Surveys conducted by the Pew Research Center show that the percentage of Americans responding positively to the question "do you happen to read any daily newspaper or newspapers regularly, or not" declined from around 70 percent or more in the early and mid-1990s to 63 percent in the early 2000s. Responses to another question, "did you get a chance to read a daily newspaper yesterday," showed a similar pattern: those answering "yes" fell from approximately 50 percent in the mid-1990s to 41 percent in 2002. Data from NSF surveys indicate that newspaper readership has declined at all education levels.

The percentage of people who report regularly reading a weekly newsmagazine such as Time, U.S. News and World Report, or Newsweek fell from a high of 24 percent during the mid-1990s to 13 percent in 2002; the amount of time spent reading these magazines also declined (Pew Research Center for the People and the Press 2002a).

The leading science magazines in the United States (according to sales figures) are Popular Science, Discover, Scientific American, Wired, Natural History, Science News, Astronomy, and Science. A total of 4.4 million copies of these publications are sold each month, with Popular Science accounting for 1.5 million, Discover about 1 million, and Scientific American approximately 700,000. The vast majority of both subscribers and readers of science magazines are men, and they tend to be well educated and have high incomes. For example, 85 percent of the readers of Scientific American have college degrees, and 60 percent have graduate or professional degrees. Readers of Wired have the highest average household income: $132,000. The average age of science magazine readers is in the 40s: 49 for Scientific American and Discover, 43 for Popular Science, and 41 for Wired (Wertheim 2003).

Books

People still read. In a recent survey, most respondents (75 percent) said that their use of the Internet has not affected the amount of time they spend reading books, newspapers, and magazines. About 20 percent said they spend less time reading because of the Internet, and 6 percent said they actually spend more time reading because of the Internet. Books rival the Internet as a very or extremely important source of information: almost identical numbers of respondents, three of five, made this claim. In addition, books were second only to television as a very or extremely important source of entertainment (Cole 2002).

Despite the expanding array of alternative sources of information, books continue to influence public debate and "are part of the media mix that permeates our culture" (Lewenstein 2002). Probably the most famous example of a science book influencing public debate was Rachel Carson's Silent Spring, which is widely credited with having started the environmental movement.

In addition to textbooks, handbooks, manuals, and conference proceedings that are written and produced for students and working scientists, there are science-related books meant for the general public, and some of these make bestseller lists and win prizes. By reaching a wider audience, they stimulate public and intellectual debate and contribute to popular culture. Other widely used books such as birdwatching guides and nature books spark interest in science among nonscientists. Self-improvement books about subjects such as diet, physical and mental health, and sex draw on medical, psychological, and other types of scientific research.

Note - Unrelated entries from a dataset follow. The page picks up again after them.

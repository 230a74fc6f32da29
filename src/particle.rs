//! Particle data and trail storage.
//!
//! A [`Particle`] is plain data living inside a fixed slot of the system's
//! arena; it is never allocated per spawn. Its [`Trail`] is a fixed-capacity
//! ring buffer of recent positions, reused across recycles.

use crate::config::MAX_TRAIL_LENGTH;
use glam::Vec3;

/// Bounded history of a particle's recent positions, most-recent-first.
///
/// Backed by a fixed array of [`MAX_TRAIL_LENGTH`] entries so that
/// shrinking or growing the runtime trail-length setting never reallocates.
/// Eviction is FIFO: pushing beyond the current capacity drops the oldest
/// position.
#[derive(Debug, Clone)]
pub struct Trail {
    positions: [Vec3; MAX_TRAIL_LENGTH],
    /// Index of the most recent position.
    head: usize,
    len: usize,
}

impl Trail {
    /// Create an empty trail.
    pub fn new() -> Self {
        Self {
            positions: [Vec3::ZERO; MAX_TRAIL_LENGTH],
            head: 0,
            len: 0,
        }
    }

    /// Push a position to the front, evicting the oldest entry when the
    /// trail already holds `capacity` positions.
    ///
    /// `capacity` is the current global trail-length setting and is
    /// silently limited to [`MAX_TRAIL_LENGTH`].
    pub fn push(&mut self, position: Vec3, capacity: usize) {
        let capacity = capacity.min(MAX_TRAIL_LENGTH).max(1);
        self.head = (self.head + MAX_TRAIL_LENGTH - 1) % MAX_TRAIL_LENGTH;
        self.positions[self.head] = position;
        self.len = (self.len + 1).min(capacity);
    }

    /// Drop the oldest entries until at most `capacity` remain.
    pub fn truncate(&mut self, capacity: usize) {
        self.len = self.len.min(capacity);
    }

    /// Forget all positions. Storage is retained.
    pub fn clear(&mut self) {
        self.len = 0;
    }

    /// Number of stored positions.
    #[inline]
    pub fn len(&self) -> usize {
        self.len
    }

    /// Whether the trail holds no positions.
    #[inline]
    pub fn is_empty(&self) -> bool {
        self.len == 0
    }

    /// Iterate positions most-recent-first.
    pub fn iter(&self) -> impl Iterator<Item = Vec3> + '_ {
        (0..self.len).map(move |i| self.positions[(self.head + i) % MAX_TRAIL_LENGTH])
    }
}

impl Default for Trail {
    fn default() -> Self {
        Self::new()
    }
}

/// A single particle.
///
/// Lives in a reusable arena slot; all fields are overwritten on respawn.
/// `alpha` is derived from `age / lifetime` and kept in `[0, 1]` by
/// [`Particle::refresh_alpha`].
#[derive(Debug, Clone)]
pub struct Particle {
    /// World-space position.
    pub position: Vec3,
    /// Velocity in units per second.
    pub velocity: Vec3,
    /// Seconds since spawn. Never exceeds `lifetime` while live.
    pub age: f32,
    /// Total seconds before the particle is recycled.
    pub lifetime: f32,
    /// Render size. Constant over the particle's life.
    pub size: f32,
    /// RGB color, fixed at spawn.
    pub color: Vec3,
    /// Transparency derived from remaining life: 1 at spawn, 0 at expiry.
    pub alpha: f32,
    /// Recent position history.
    pub trail: Trail,
}

impl Particle {
    /// Recompute `alpha` from the remaining-life fraction.
    pub fn refresh_alpha(&mut self) {
        self.alpha = (1.0 - self.age / self.lifetime).clamp(0.0, 1.0);
    }

    /// Whether this particle has outlived its lifetime.
    #[inline]
    pub fn is_expired(&self) -> bool {
        self.age >= self.lifetime
    }
}

impl Default for Particle {
    fn default() -> Self {
        Self {
            position: Vec3::ZERO,
            velocity: Vec3::ZERO,
            age: 0.0,
            lifetime: 0.0,
            size: 0.0,
            color: Vec3::ZERO,
            alpha: 0.0,
            trail: Trail::new(),
        }
    }
}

An indicator of increasing interest in scientific subjects among the book-reading public is the growing frequency with which science-related books make bestseller lists. Beginning in the late 1970s, such books began to appear more often on those lists and also started to win prizes on a regular basis. The release of Carl Sagan's Dragons of Eden marked a major milestone in the publication of books about science. It made the New York Times bestseller list in 1977 and won the Pulitzer Prize in the "general nonfiction" category in 1978. Thereafter, the number of science-related books added to the Times bestseller list in a typical year increased from fewer than 10 to more than 10, and books about science began receiving Pulitzer Prizes every year or every other year (figure 7-4 figure and table 7-4 text table).

A few years after Dragons of Eden was published, another milestone was reached. Once again, Sagan was responsible. In 1980, his Cosmos became the first science-related book on the Publishers Weekly bestseller list to sell more than a half million copies. It was followed in 1988 by Stephen Hawking's A Brief History of Time, which has sold more than 9 million copies worldwide.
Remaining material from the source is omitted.